┌─ Material for this task
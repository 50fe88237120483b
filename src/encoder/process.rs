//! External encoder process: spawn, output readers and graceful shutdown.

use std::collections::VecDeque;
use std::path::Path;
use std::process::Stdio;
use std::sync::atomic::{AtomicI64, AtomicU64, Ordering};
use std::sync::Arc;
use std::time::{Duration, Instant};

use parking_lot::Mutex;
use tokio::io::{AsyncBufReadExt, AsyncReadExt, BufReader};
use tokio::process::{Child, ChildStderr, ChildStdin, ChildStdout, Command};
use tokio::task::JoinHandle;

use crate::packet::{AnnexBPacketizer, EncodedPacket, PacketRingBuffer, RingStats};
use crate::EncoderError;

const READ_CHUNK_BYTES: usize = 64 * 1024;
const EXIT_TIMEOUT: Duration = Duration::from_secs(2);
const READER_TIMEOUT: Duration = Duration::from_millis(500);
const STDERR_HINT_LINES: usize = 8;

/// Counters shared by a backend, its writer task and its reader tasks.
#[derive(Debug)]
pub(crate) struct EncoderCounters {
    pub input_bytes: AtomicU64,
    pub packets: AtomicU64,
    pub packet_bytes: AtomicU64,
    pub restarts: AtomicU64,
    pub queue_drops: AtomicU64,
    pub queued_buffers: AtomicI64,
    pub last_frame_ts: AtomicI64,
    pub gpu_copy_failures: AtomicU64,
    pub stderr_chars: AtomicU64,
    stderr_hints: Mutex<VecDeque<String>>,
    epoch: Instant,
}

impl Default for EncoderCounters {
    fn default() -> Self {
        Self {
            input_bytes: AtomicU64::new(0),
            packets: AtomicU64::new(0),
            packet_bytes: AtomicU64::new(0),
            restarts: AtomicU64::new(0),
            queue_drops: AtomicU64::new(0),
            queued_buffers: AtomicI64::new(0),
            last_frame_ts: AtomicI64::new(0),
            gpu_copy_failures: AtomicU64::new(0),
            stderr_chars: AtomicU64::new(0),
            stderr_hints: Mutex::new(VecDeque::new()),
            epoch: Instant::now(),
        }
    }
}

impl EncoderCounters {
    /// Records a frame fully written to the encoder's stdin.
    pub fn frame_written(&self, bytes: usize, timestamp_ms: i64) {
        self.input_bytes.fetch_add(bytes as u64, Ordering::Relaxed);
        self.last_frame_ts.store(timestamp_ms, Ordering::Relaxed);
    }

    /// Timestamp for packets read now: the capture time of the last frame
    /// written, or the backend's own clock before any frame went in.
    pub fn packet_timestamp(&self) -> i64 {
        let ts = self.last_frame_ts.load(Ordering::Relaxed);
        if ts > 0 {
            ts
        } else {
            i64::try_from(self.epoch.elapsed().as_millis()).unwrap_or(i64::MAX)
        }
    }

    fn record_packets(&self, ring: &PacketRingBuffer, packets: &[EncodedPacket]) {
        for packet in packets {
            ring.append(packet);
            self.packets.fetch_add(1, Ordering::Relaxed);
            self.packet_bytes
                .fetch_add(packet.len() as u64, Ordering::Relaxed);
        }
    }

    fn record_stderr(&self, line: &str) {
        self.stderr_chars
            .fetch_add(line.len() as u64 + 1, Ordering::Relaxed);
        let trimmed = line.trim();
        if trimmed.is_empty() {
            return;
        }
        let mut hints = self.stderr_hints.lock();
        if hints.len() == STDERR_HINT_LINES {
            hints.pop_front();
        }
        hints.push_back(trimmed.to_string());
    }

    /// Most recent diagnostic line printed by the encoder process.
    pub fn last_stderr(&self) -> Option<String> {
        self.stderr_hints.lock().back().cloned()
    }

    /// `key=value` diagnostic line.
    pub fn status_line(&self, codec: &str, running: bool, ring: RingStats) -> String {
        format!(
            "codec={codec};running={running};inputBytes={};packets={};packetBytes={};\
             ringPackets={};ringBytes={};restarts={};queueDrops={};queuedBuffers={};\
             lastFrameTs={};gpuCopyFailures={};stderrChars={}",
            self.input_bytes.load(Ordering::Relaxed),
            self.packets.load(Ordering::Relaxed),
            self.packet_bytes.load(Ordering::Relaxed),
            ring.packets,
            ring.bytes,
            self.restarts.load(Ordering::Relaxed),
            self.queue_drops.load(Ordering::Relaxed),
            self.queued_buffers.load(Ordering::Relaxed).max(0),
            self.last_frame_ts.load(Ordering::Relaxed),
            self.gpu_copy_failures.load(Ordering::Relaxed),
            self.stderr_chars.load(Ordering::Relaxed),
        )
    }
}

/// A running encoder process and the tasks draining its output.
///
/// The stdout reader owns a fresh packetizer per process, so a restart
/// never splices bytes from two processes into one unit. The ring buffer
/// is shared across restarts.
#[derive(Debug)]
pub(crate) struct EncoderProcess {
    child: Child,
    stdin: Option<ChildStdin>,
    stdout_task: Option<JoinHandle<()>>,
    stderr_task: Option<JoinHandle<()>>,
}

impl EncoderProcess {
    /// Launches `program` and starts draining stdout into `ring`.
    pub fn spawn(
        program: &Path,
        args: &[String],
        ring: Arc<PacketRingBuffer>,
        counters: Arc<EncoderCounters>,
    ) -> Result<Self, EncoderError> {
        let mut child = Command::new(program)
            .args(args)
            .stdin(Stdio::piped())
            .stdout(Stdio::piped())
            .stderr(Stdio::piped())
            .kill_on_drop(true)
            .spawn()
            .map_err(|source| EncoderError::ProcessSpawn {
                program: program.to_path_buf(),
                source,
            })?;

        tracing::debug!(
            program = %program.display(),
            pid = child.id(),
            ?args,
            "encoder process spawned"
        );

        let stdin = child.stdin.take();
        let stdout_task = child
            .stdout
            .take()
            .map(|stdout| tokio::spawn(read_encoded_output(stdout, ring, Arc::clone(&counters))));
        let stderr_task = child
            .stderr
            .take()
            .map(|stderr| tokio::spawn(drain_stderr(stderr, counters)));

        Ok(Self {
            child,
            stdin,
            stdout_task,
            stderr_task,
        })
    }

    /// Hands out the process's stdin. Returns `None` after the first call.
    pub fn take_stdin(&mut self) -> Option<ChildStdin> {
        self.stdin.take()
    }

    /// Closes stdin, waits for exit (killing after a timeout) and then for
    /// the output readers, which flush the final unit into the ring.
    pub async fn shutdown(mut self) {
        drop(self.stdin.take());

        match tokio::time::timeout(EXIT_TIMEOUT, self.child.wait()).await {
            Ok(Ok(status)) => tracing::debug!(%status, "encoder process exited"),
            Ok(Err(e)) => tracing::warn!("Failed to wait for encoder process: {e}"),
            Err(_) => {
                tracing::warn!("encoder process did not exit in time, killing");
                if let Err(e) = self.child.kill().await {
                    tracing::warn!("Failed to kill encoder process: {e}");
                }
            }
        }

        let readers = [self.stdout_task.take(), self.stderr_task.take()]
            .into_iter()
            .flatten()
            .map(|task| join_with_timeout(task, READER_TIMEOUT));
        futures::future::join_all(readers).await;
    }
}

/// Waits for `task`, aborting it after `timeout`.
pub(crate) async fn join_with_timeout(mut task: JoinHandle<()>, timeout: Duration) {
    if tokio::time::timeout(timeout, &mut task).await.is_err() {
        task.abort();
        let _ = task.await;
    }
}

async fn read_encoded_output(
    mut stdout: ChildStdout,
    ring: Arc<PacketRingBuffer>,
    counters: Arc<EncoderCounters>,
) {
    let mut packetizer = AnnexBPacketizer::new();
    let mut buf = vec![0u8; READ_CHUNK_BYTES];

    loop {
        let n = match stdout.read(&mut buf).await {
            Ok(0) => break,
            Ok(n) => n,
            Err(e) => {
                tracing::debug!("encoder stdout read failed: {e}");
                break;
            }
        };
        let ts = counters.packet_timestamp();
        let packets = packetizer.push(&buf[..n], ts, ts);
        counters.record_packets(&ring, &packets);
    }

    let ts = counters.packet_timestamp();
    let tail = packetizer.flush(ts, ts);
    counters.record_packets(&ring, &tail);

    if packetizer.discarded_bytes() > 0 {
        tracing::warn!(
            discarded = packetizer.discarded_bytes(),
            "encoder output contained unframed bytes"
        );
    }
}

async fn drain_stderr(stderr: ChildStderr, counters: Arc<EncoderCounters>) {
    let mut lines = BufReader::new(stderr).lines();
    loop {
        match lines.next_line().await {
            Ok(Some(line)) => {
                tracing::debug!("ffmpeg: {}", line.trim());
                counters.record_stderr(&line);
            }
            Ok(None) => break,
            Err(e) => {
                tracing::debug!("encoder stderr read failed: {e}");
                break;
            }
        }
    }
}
└─
**Required action**
Take every line from the records above that has the word "codec" and copy it.

**Task output**
    pub fn status_line(&self, codec: &str, running: bool, ring: RingStats) -> String {
            "codec={codec};running={running};inputBytes={};packets={};packetBytes={};\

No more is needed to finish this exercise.